Using the gravitational emulation local search algorithm to solve the multi-objective flexible dynamic job shop scheduling problem in Small and Medium Enterprises

Scheduling problems are naturally dynamic. Increasing flexibility will help solve bottleneck issues, increase production, and improve performance and competitive advantage of Small Medium Enterprises (SMEs). Maximum make span, as well as the average workflow time and latency time of parts are considered the objectives of scheduling, which are compatible with the philosophy of on‐time production and supply chain management goals.
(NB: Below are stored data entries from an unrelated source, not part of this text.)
use anyhow::Result;
use log::info;
use std::path::{Path, PathBuf};

use crate::{
    analysis::{CalendarZone, DerivedRelease, derive_releases, generate_stats},
    config::FetchConfig,
    github::{FetchReleases, GitHubRepo},
    output::{
        DETAILS_FILE, LEGACY_DETAILS_FILE, LegacyReleaseRow, STATISTICS_FILE,
        WEEKDAY_DETAILS_FILE, WeekdayReleaseRow, write_records,
    },
    runtime::Runtime,
};

/// Outcome of one batch run.
#[derive(Debug, Clone, PartialEq)]
pub struct AnalysisSummary {
    pub total: usize,
    pub weekday: usize,
    pub files: Vec<PathBuf>,
}

impl AnalysisSummary {
    /// Weekday share in percent, 0.0 for an empty run.
    pub fn weekday_ratio(&self) -> f64 {
        if self.total == 0 {
            return 0.0;
        }
        self.weekday as f64 / self.total as f64 * 100.0
    }
}

/// Fetch, derive and write the release CSVs for `repos`.
#[tracing::instrument(skip(runtime, api_url))]
pub async fn analyze<R: Runtime>(
    runtime: R,
    repos: &[GitHubRepo],
    output_dir: &Path,
    api_url: Option<String>,
    zone: CalendarZone,
) -> Result<AnalysisSummary> {
    let config = FetchConfig::new(&runtime, api_url)?;
    let summary = run(&runtime, &config.github, repos, output_dir, zone).await?;

    info!("Analysis complete, output written to {}", output_dir.display());
    info!("Analyzed {} release(s)", summary.total);
    info!("Weekday release ratio: {:.1}%", summary.weekday_ratio());

    Ok(summary)
}

#[tracing::instrument(skip(runtime, fetcher))]
pub async fn run<R: Runtime, F: FetchReleases>(
    runtime: &R,
    fetcher: &F,
    repos: &[GitHubRepo],
    output_dir: &Path,
    zone: CalendarZone,
) -> Result<AnalysisSummary> {
    info!("Starting release analysis for {} repositories...", repos.len());

    let mut releases: Vec<DerivedRelease> = Vec::new();
    for repo in repos {
        let raw = fetcher.fetch_releases(repo).await;
        info!("{}: {} release(s) found", repo, raw.len());
        releases.extend(derive_releases(&raw, &repo.to_string(), zone));
    }

    let weekday: Vec<&DerivedRelease> = releases.iter().filter(|r| !r.is_weekend).collect();
    info!(
        "Total releases: {}, weekday releases: {}",
        releases.len(),
        weekday.len()
    );

    let legacy: Vec<LegacyReleaseRow> = releases.iter().map(LegacyReleaseRow::from).collect();
    let weekday_rows: Vec<WeekdayReleaseRow> =
        weekday.iter().map(|r| WeekdayReleaseRow::from(*r)).collect();
    let stats = generate_stats(&releases);

    let files = vec![
        write_records(runtime, output_dir, DETAILS_FILE, &releases)?,
        write_records(runtime, output_dir, LEGACY_DETAILS_FILE, &legacy)?,
        write_records(runtime, output_dir, WEEKDAY_DETAILS_FILE, &weekday_rows)?,
        write_records(runtime, output_dir, STATISTICS_FILE, &stats)?,
    ];

    Ok(AnalysisSummary {
        total: releases.len(),
        weekday: weekday.len(),
        files,
    })
}
use std::path::PathBuf;
use thiserror::Error;

#[derive(Error, Debug)]
pub enum ServiceError {
    #[error("Data service has not been initialized")]
    NotInitialized,

    #[error("Release data file not found: {}", .0.display())]
    NotFound(PathBuf),

    #[error("Failed to read release data from {}: {message}", path.display())]
    Unreadable { path: PathBuf, message: String },

    #[error("Failed to parse release data: {0}")]
    Parse(#[from] csv::Error),
}
use anyhow::{Context, Result};
use log::info;
use std::sync::Arc;

use crate::{
    config::ServerConfig,
    runtime::Runtime,
    server::start_server,
    service::DataService,
};

/// Load the release CSV, then serve it until shutdown.
///
/// Fails without binding when the initial load fails.
#[tracing::instrument(skip(runtime))]
pub async fn serve<R: Runtime + 'static>(runtime: R, config: ServerConfig) -> Result<()> {
    let service = Arc::new(DataService::in_dir(runtime, &config.data_dir));

    info!("Loading release data from {}...", service.csv_path().display());
    let loading = Arc::clone(&service);
    tokio::task::spawn_blocking(move || loading.initialize())
        .await
        .context("Data service initialization task failed")?
        .context("Failed to initialize data service. Run `release-stats analyze` first")?;

    start_server(&config, service).await
}

#[cfg(test)]
mod tests {
    use super::*;
    use crate::runtime::MockRuntime;
    use std::path::PathBuf;

    #[tokio::test]
    async fn test_serve_fails_when_data_is_missing() {
        let mut runtime = MockRuntime::new();
        runtime.expect_exists().returning(|_| false);

        let config = ServerConfig {
            host: "127.0.0.1".to_string(),
            port: 0,
            data_dir: PathBuf::from("/nonexistent"),
            cors_origin: "*".to_string(),
        };

        let err = serve(runtime, config).await.unwrap_err();
        assert!(format!("{:#}", err).contains("Release data file not found"));
    }
}
//! HTTP API over the loaded release data.
//!
//! ```text
//! GET  /api/health
//! GET  /api/releases/data      ?repository=&dateFrom=&dateTo=&isPrerelease=&timeSlot=
//! GET  /api/releases/stats
//! POST /api/releases/refresh
//! ```
//!
//! Every body is wrapped in [`ApiResponse`].

mod error;
mod response;
mod routes;

use anyhow::{Context, Result};
use axum::{
    Router,
    http::{HeaderValue, Method, header::CONTENT_TYPE},
    routing::{get, post},
};
use log::{error, info};
use std::sync::Arc;
use std::time::Duration;
use tokio::{net::TcpListener, signal};
use tower_http::cors::{Any, CorsLayer};

use crate::config::ServerConfig;
use crate::runtime::Runtime;
use crate::service::DataService;

pub use error::AppError;
pub use response::ApiResponse;
pub use routes::HealthStatus;

use routes::{
    data_handler, health_handler, not_found_handler, refresh_handler, stats_handler,
};

/// CORS policy for the dashboard origin. `*` allows any origin, without
/// credentials.
pub fn cors_layer(origin: &str) -> Result<CorsLayer> {
    let layer = CorsLayer::new()
        .allow_methods([
            Method::GET,
            Method::POST,
            Method::PUT,
            Method::DELETE,
            Method::OPTIONS,
        ])
        .allow_headers([CONTENT_TYPE])
        .max_age(Duration::from_secs(60 * 60));

    if origin == "*" {
        return Ok(layer.allow_origin(Any));
    }

    let origin = HeaderValue::from_str(origin)
        .with_context(|| format!("Invalid CORS origin: {}", origin))?;
    Ok(layer.allow_origin(origin).allow_credentials(true))
}

pub fn router<R: Runtime + 'static>(service: Arc<DataService<R>>, cors: CorsLayer) -> Router {
    let releases = Router::new()
        .route("/data", get(data_handler::<R>))
        .route("/stats", get(stats_handler::<R>))
        .route("/refresh", post(refresh_handler::<R>));

    Router::new()
        .route("/api/health", get(health_handler))
        .nest("/api/releases", releases)
        .fallback(not_found_handler)
        .layer(cors)
        .with_state(service)
}

/// Bind, serve until Ctrl+C or SIGTERM, then drain.
pub async fn start_server<R: Runtime + 'static>(
    config: &ServerConfig,
    service: Arc<DataService<R>>,
) -> Result<()> {
    let app = router(service, cors_layer(&config.cors_origin)?);

    let address = config.address();
    info!("Binding to {address}");

    let listener = TcpListener::bind(&address)
        .await
        .with_context(|| format!("Failed to bind {}", address))?;
    info!("Server running on http://{address}");
    info!("CORS enabled for {}", config.cors_origin);

    axum::serve(listener, app)
        .with_graceful_shutdown(shutdown_signal())
        .await
        .context("Server error")?;

    info!("Server shut down");
    Ok(())
}

async fn shutdown_signal() {
    let ctrl_c = async {
        match signal::ctrl_c().await {
            Ok(()) => info!("Received Ctrl+C, shutting down"),
            Err(e) => {
                error!("Failed to install Ctrl+C handler: {}", e);
                std::future::pending::<()>().await;
            }
        }
    };

    #[cfg(unix)]
    let terminate = async {
        use signal::unix::{SignalKind, signal};

        match signal(SignalKind::terminate()) {
            Ok(mut stream) => {
                stream.recv().await;
                info!("Received terminate signal, shutting down");
            }
            Err(e) => {
                error!("Failed to install signal handler: {}", e);
                std::future::pending::<()>().await;
            }
        }
    };

    #[cfg(not(unix))]
    let terminate = std::future::pending::<()>();

    tokio::select! {
        _ = ctrl_c => {},
        _ = terminate => {},
    }
}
In this study, these objectives were selected to optimize the resource utilization, minimize inventory turnover, and improve commitment to customers; simultaneously controlling these objectives improved system performance. In the job‐shop scheduling problem considered in this paper, the three objectives were to find the best total weight of the objectives, maximize the number of reserved jobs and improve job‐shop performance. To realize these targets, a multi‐parametric objective function was introduced with dynamic and flexible parameters. The other key accomplishment is the development of a new method called TIME_GELS that uses the gravitational emulation local search algorithm (GELS) for solving the multi‐objective flexible dynamic job‐shop scheduling problem. The proposed algorithm used two of the four parameters, namely velocity and gravity. The searching agents in this algorithm are a set of masses that interact with each other based on Newton’s laws of gravity and motion. The results of the proposed method are presented for slight, mediocre and complete flexibility stages. These provided average improvements of 6.61, 6.5 and 6.54 %. The results supported the efficiency of the proposed method for solving the job‐shop scheduling problem particularly in improving SME’s productivity.